A partir de la descripción de la experiencia emocional correctiva y del etiquetamiento burdo del delincuente como tal, se dedujo la necesidad de cambios de paradigmas y la introducción de neologismos que configuraron una actividad restaurativa en reemplazo del encierro y de la carencia de reparación a las víctimas.

Así, se expuso un panorama nuevo, en el que se introdujeron tres neologismos: “impunitividad”, “oblatividad” y “valjeanización”. “Impunitividad” para resolver la antinomia entre castigo e impunidad, “oblatividad” para darle un matiz no vengativo a la reparación a las víctimas y a la sociedad y “valjeanización” para lograr una forma más eficaz de recuperar a los ofensores y evitar reincidencias.

Con ello se pretende dar un sentido a la pena, reparando a las víctimas y repersonalizando al ofensor, pero también cuidando de no poner en peligro a la población y sin anular el efecto preventivo y hasta retributivo (pero no denigrante ni estigmatizante) de la pena.

Esto no impide ser conscientes de la reticencia popular a aceptar esta propuesta, que reconvertiría la pena privativa de la libertad, algo que provoca rechazo entre sus sostenedores y escepticismo entre sus críticos, ya que la idea de sustituir el encierro por penas reparativas se relaciona con impunidad o, al menos, blandura.
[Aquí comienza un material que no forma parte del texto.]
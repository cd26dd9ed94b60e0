//! SQL Server renderer
//!
//! Defaults on SQL Server are named constraints. The catalog generates the
//! name, so dropping one looks it up at execution time in a dynamic batch.

use crate::dialect::common::{
    default_literal, fold_type_alias, ident_list, normalize_default_with, quote_literal,
    referential_actions,
};
use crate::dialect::{Dialect, DialectRenderer};
use crate::error::{Error, Result};
use crate::schema::diff::ColumnDelta;
use crate::schema::types::{
    ColumnDefinition, ConstraintDefinition, IndexDefinition, TableDefinition,
};

const TYPE_ALIASES: &[(&str, &str)] = &[
    ("INTEGER", "INT"),
    ("NUMERIC", "DECIMAL"),
    ("DOUBLE PRECISION", "FLOAT"),
    ("CHARACTER VARYING", "VARCHAR"),
    ("NATIONAL CHARACTER VARYING", "NVARCHAR"),
];

/// Renderer for Microsoft SQL Server 2012 and later
#[derive(Debug, Clone, Copy, Default)]
pub struct MsSqlRenderer;

impl MsSqlRenderer {
    fn column_clause(&self, column: &ColumnDefinition) -> String {
        let mut sql = format!(
            "{} {}",
            self.quote_ident(&column.column_name),
            column.data_type.sql_type_name
        );

        if column.auto_increment {
            sql.push_str(" IDENTITY(1,1) NOT NULL");
            return sql;
        }

        if let Some(value) = self.normalize_default(column.default_value.as_deref()) {
            sql.push_str(&format!(" DEFAULT {}", default_literal(&column.data_type, &value)));
        }

        sql.push_str(if column.nullable { " NULL" } else { " NOT NULL" });
        sql
    }

    /// Drop whatever default constraint is bound to `column`
    fn drop_default(&self, column: &ColumnDefinition) -> String {
        let table = quote_literal(&column.table_name);
        let name = quote_literal(&column.column_name);
        let drop = quote_literal(&format!(
            "ALTER TABLE {} DROP CONSTRAINT ",
            self.table_ident(&column.table_name)
        ));

        format!(
            "DECLARE @constraint NVARCHAR(256); \
             SELECT @constraint = dc.name FROM sys.default_constraints dc \
             JOIN sys.columns c ON c.object_id = dc.parent_object_id AND c.column_id = dc.parent_column_id \
             WHERE dc.parent_object_id = OBJECT_ID(N{}) AND c.name = N{}; \
             IF @constraint IS NOT NULL EXEC(N{} + QUOTENAME(@constraint))",
            table, name, drop
        )
    }

    fn add_default(&self, column: &ColumnDefinition, value: &str) -> String {
        format!(
            "ALTER TABLE {} ADD DEFAULT {} FOR {}",
            self.table_ident(&column.table_name),
            default_literal(&column.data_type, value),
            self.quote_ident(&column.column_name)
        )
    }
}

impl DialectRenderer for MsSqlRenderer {
    fn dialect(&self) -> Dialect {
        Dialect::MsSql
    }

    fn quote_ident(&self, name: &str) -> String {
        name.to_string()
    }

    fn render_create_table(&self, table: &TableDefinition) -> Result<Vec<String>> {
        if table.columns.is_empty() {
            return Err(Error::RenderError(format!(
                "Table {} has no columns",
                table.table_name
            )));
        }

        let mut clauses: Vec<String> = table
            .columns
            .values()
            .map(|column| self.column_clause(column))
            .collect();

        if let Some(primary) = table.primary_index() {
            clauses.push(format!(
                "CONSTRAINT {} PRIMARY KEY ({})",
                self.quote_ident(&primary.rendered_name()),
                ident_list(primary.column_names(), |name| self.quote_ident(name))
            ));
        }

        let mut statements = vec![format!(
            "CREATE TABLE {} ({})",
            self.table_ident(&table.table_name),
            clauses.join(", ")
        )];

        for index in table.indexes.values().filter(|i| !i.primary) {
            statements.extend(self.render_index_add(table, index)?);
        }

        Ok(statements)
    }

    fn render_column_add(&self, column: &ColumnDefinition) -> Result<Vec<String>> {
        Ok(vec![format!(
            "ALTER TABLE {} ADD {}",
            self.table_ident(&column.table_name),
            self.column_clause(column)
        )])
    }

    fn render_column_alter(
        &self,
        old: &ColumnDefinition,
        new: &ColumnDefinition,
    ) -> Result<Vec<String>> {
        let delta = ColumnDelta::between(self, old, new);
        if delta.is_empty() {
            return Ok(Vec::new());
        }

        if delta.auto_increment {
            return Err(Error::RenderError(format!(
                "Cannot change IDENTITY on {}.{} in place",
                new.table_name, new.column_name
            )));
        }

        let old_default = self.normalize_default(old.effective_default());
        let new_default = self.normalize_default(new.effective_default());

        // A bound default blocks a type change, so it is dropped first and
        // restored afterwards
        let rebind_default = delta.default || (delta.data_type && old_default.is_some());

        let mut statements = Vec::new();
        if rebind_default && old_default.is_some() {
            statements.push(self.drop_default(old));
        }

        if delta.data_type || delta.nullable {
            statements.push(format!(
                "ALTER TABLE {} ALTER COLUMN {} {} {}",
                self.table_ident(&new.table_name),
                self.quote_ident(&new.column_name),
                new.data_type.sql_type_name,
                if new.is_nullable() { "NULL" } else { "NOT NULL" }
            ));
        }

        if rebind_default {
            if let Some(value) = &new_default {
                statements.push(self.add_default(new, value));
            }
        }

        Ok(statements)
    }

    fn render_index_add(
        &self,
        _table: &TableDefinition,
        index: &IndexDefinition,
    ) -> Result<Vec<String>> {
        let table_name = self.table_ident(&index.table_name);
        let columns = ident_list(index.column_names(), |name| self.quote_ident(name));

        if index.primary {
            return Ok(vec![format!(
                "ALTER TABLE {} ADD CONSTRAINT {} PRIMARY KEY ({})",
                table_name,
                self.quote_ident(&index.rendered_name()),
                columns
            )]);
        }

        Ok(vec![format!(
            "CREATE {}INDEX {} ON {} ({})",
            if index.unique { "UNIQUE " } else { "" },
            self.quote_ident(&index.rendered_name()),
            table_name,
            columns
        )])
    }

    fn render_index_drop(&self, index: &IndexDefinition) -> Result<Vec<String>> {
        let table_name = self.table_ident(&index.table_name);

        if index.primary {
            return Ok(vec![format!(
                "ALTER TABLE {} DROP CONSTRAINT {}",
                table_name,
                self.quote_ident(&index.rendered_name())
            )]);
        }

        Ok(vec![format!(
            "DROP INDEX {} ON {}",
            self.quote_ident(&index.rendered_name()),
            table_name
        )])
    }

    fn render_constraint_sync(
        &self,
        existing: Option<&ConstraintDefinition>,
        reference: Option<&ConstraintDefinition>,
    ) -> Result<Vec<String>> {
        let mut statements = Vec::new();

        if let Some(existing) = existing {
            statements.push(format!(
                "ALTER TABLE {} DROP CONSTRAINT {}",
                self.table_ident(&existing.table_name),
                self.quote_ident(&existing.constraint_name)
            ));
        }

        if let Some(reference) = reference {
            statements.push(format!(
                "ALTER TABLE {} ADD CONSTRAINT {} FOREIGN KEY ({}) REFERENCES {} ({}){}",
                self.table_ident(&reference.table_name),
                self.quote_ident(&reference.constraint_name),
                self.quote_ident(&reference.column_name),
                self.table_ident(&reference.foreign_table_name),
                self.quote_ident(&reference.foreign_column_name),
                referential_actions(reference, true)
            ));
        }

        Ok(statements)
    }

    /// SQL Server reports `(('x'))` for `DEFAULT 'x'` and `((0))` for `DEFAULT 0`
    fn normalize_default(&self, raw: Option<&str>) -> Option<String> {
        normalize_default_with(raw, true)
    }

    fn normalize_type_name(&self, name: &str) -> String {
        fold_type_alias(name, TYPE_ALIASES)
    }
}
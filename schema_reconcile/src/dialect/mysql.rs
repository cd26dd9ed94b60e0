//! MySQL renderer
//!
//! Column and index identifiers are backtick-quoted; table names are emitted
//! as given. Autoincrement uses `AUTO_INCREMENT`, which MySQL only accepts on
//! a key column, so adding one also declares the primary key.

use crate::dialect::common::{
    default_clause, default_literal, fold_type_alias, index_column_list, normalize_default_with,
    referential_actions,
};
use crate::dialect::{Dialect, DialectRenderer};
use crate::error::{Error, Result};
use crate::schema::diff::ColumnDelta;
use crate::schema::types::{
    ColumnDefinition, ConstraintDefinition, IndexDefinition, TableDefinition,
};

const TYPE_ALIASES: &[(&str, &str)] = &[
    ("INTEGER", "INT"),
    ("BOOL", "TINYINT"),
    ("BOOLEAN", "TINYINT"),
    ("REAL", "DOUBLE"),
    ("DOUBLE PRECISION", "DOUBLE"),
    ("NUMERIC", "DECIMAL"),
    ("CHARACTER VARYING", "VARCHAR"),
];

/// Renderer for MySQL and MariaDB
#[derive(Debug, Clone, Copy, Default)]
pub struct MySqlRenderer;

impl MySqlRenderer {
    fn column_clause(&self, column: &ColumnDefinition) -> String {
        let mut sql = format!(
            "{} {}",
            self.quote_ident(&column.column_name),
            column.data_type.sql_type_name
        );

        if column.auto_increment {
            sql.push_str(" NOT NULL AUTO_INCREMENT");
            return sql;
        }

        if !column.nullable {
            sql.push_str(" NOT NULL");
        }

        let default = self.normalize_default(column.default_value.as_deref());
        match default_clause(&column.data_type, default.as_deref()) {
            Some(clause) => {
                sql.push(' ');
                sql.push_str(&clause);
            }
            None if column.nullable => sql.push_str(" DEFAULT NULL"),
            None => {}
        }

        sql
    }

    fn index_columns(&self, table: &TableDefinition, index: &IndexDefinition) -> String {
        index_column_list(
            index,
            |name| self.quote_ident(name),
            |name| {
                table
                    .column(name)
                    .filter(|column| column.data_type.needs_key_length)
                    .and_then(|column| column.data_type.key_length)
            },
        )
    }
}

impl DialectRenderer for MySqlRenderer {
    fn dialect(&self) -> Dialect {
        Dialect::MySql
    }

    fn quote_ident(&self, name: &str) -> String {
        format!("`{}`", name.replace('`', "``"))
    }

    fn render_create_table(&self, table: &TableDefinition) -> Result<Vec<String>> {
        if table.columns.is_empty() {
            return Err(Error::RenderError(format!(
                "Table {} has no columns",
                table.table_name
            )));
        }

        let mut clauses: Vec<String> = table
            .columns
            .values()
            .map(|column| self.column_clause(column))
            .collect();

        match table.primary_index() {
            Some(primary) => {
                clauses.push(format!("PRIMARY KEY ({})", self.index_columns(table, primary)));
            }
            None => {
                if let Some(column) = table.auto_increment_column() {
                    clauses.push(format!(
                        "PRIMARY KEY ({})",
                        self.quote_ident(&column.column_name)
                    ));
                }
            }
        }

        for index in table.indexes.values().filter(|i| !i.primary && i.unique) {
            clauses.push(format!(
                "UNIQUE KEY {} ({})",
                self.quote_ident(&index.rendered_name()),
                self.index_columns(table, index)
            ));
        }

        let mut statements = vec![format!(
            "CREATE TABLE {} ({}) ENGINE=InnoDB DEFAULT CHARSET=utf8mb4",
            self.table_ident(&table.table_name),
            clauses.join(", ")
        )];

        for index in table.indexes.values().filter(|i| !i.is_unique()) {
            statements.extend(self.render_index_add(table, index)?);
        }

        Ok(statements)
    }

    fn render_column_add(&self, column: &ColumnDefinition) -> Result<Vec<String>> {
        let mut sql = format!(
            "ALTER TABLE {} ADD {}",
            self.table_ident(&column.table_name),
            self.column_clause(column)
        );

        if column.auto_increment {
            sql.push_str(&format!(
                ", ADD PRIMARY KEY ({})",
                self.quote_ident(&column.column_name)
            ));
        }

        Ok(vec![sql])
    }

    fn render_column_alter(
        &self,
        old: &ColumnDefinition,
        new: &ColumnDefinition,
    ) -> Result<Vec<String>> {
        let delta = ColumnDelta::between(self, old, new);
        if delta.is_empty() {
            return Ok(Vec::new());
        }

        let table = self.table_ident(&new.table_name);
        let column = self.quote_ident(&new.column_name);

        // MODIFY restates the whole column, so a default-only change uses
        // the narrower ALTER form
        if delta.default && !delta.data_type && !delta.nullable && !delta.auto_increment {
            let sql = match self.normalize_default(new.effective_default()) {
                Some(value) => format!(
                    "ALTER TABLE {} ALTER {} SET DEFAULT {}",
                    table,
                    column,
                    default_literal(&new.data_type, &value)
                ),
                None => format!("ALTER TABLE {} ALTER {} DROP DEFAULT", table, column),
            };
            return Ok(vec![sql]);
        }

        Ok(vec![format!(
            "ALTER TABLE {} MODIFY {}",
            table,
            self.column_clause(new)
        )])
    }

    fn render_index_add(
        &self,
        table: &TableDefinition,
        index: &IndexDefinition,
    ) -> Result<Vec<String>> {
        let columns = self.index_columns(table, index);
        let table_name = self.table_ident(&index.table_name);

        if index.primary {
            return Ok(vec![format!(
                "ALTER TABLE {} ADD PRIMARY KEY ({})",
                table_name, columns
            )]);
        }

        Ok(vec![format!(
            "CREATE {}INDEX {} ON {} ({})",
            if index.unique { "UNIQUE " } else { "" },
            self.quote_ident(&index.rendered_name()),
            table_name,
            columns
        )])
    }

    fn render_index_drop(&self, index: &IndexDefinition) -> Result<Vec<String>> {
        let table_name = self.table_ident(&index.table_name);

        if index.primary {
            return Ok(vec![format!("ALTER TABLE {} DROP PRIMARY KEY", table_name)]);
        }

        Ok(vec![format!(
            "DROP INDEX {} ON {}",
            self.quote_ident(&index.rendered_name()),
            table_name
        )])
    }

    fn render_constraint_sync(
        &self,
        existing: Option<&ConstraintDefinition>,
        reference: Option<&ConstraintDefinition>,
    ) -> Result<Vec<String>> {
        let mut statements = Vec::new();

        if let Some(existing) = existing {
            statements.push(format!(
                "ALTER TABLE {} DROP FOREIGN KEY {}",
                self.table_ident(&existing.table_name),
                self.quote_ident(&existing.constraint_name)
            ));
        }

        if let Some(reference) = reference {
            statements.push(format!(
                "ALTER TABLE {} ADD CONSTRAINT {} FOREIGN KEY ({}) REFERENCES {} ({}){}",
                self.table_ident(&reference.table_name),
                self.quote_ident(&reference.constraint_name),
                self.quote_ident(&reference.column_name),
                self.table_ident(&reference.foreign_table_name),
                self.quote_ident(&reference.foreign_column_name),
                referential_actions(reference, true)
            ));
        }

        Ok(statements)
    }

    fn normalize_default(&self, raw: Option<&str>) -> Option<String> {
        normalize_default_with(raw, false)
    }

    fn normalize_type_name(&self, name: &str) -> String {
        fold_type_alias(name, TYPE_ALIASES)
    }
}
Hasta se considera que abogar por el encierro de quienes han delinquido es ético. El “que se pudra en la cárcel” es una frase despectiva y valorada al mismo tiempo. En general, nadie se siente mala persona por emitirla. Se considera que uno tiene derecho a expresarse así porque eso es “justicia”.

Este rechazo a reconvertir las prisiones ya había sido anticipado y luego experimentado por el criminólogo noruego Thomas Mathiesen, cuando señaló, a raíz de las dificultades que tuvo su propuesta, que “no ha habido nunca una transformación social importante en la historia de la humanidad que no haya sido considerada poco realista, idiota o utópica por la gran mayoría de los expertos”.

Si bien son pocos, hay algunos criminalistas que abogan hoy por suprimir la pena privativa de la libertad y auguran un cambio. Pero predican en el desierto, porque mediáticamente es más atractivo el discurso vindicativo, aunque cada día sea más obvio que los resultados del mero castigo son contraproducentes.

Así, es probable que la idea de implementar la actividad restaurativa –o una variante similar– no tenga éxito, al menos inmediato. Pero cabe esperar que sirva para estimular una mirada diferente sobre la crisis del sistema carcelario y de una política penal que hoy se esfuerza vanamente por resolver el problema de una delincuencia creciente.

Introducir una mirada crítica a lo existente y la necesidad de un cambio radical en el paradigma retributivo no pretende convencer, pero sí instalar un debate, para que el problema, aun cuando por el momento permanezca irresuelto, quede, al menos, más atendido. Si no se puede persuadir, al menos puede intentarse hacer pensar.

*Doctor en Psicología Social, especializado en Criminología. Artículo publicado originalmente en la revista Criterio de Buenos Aires.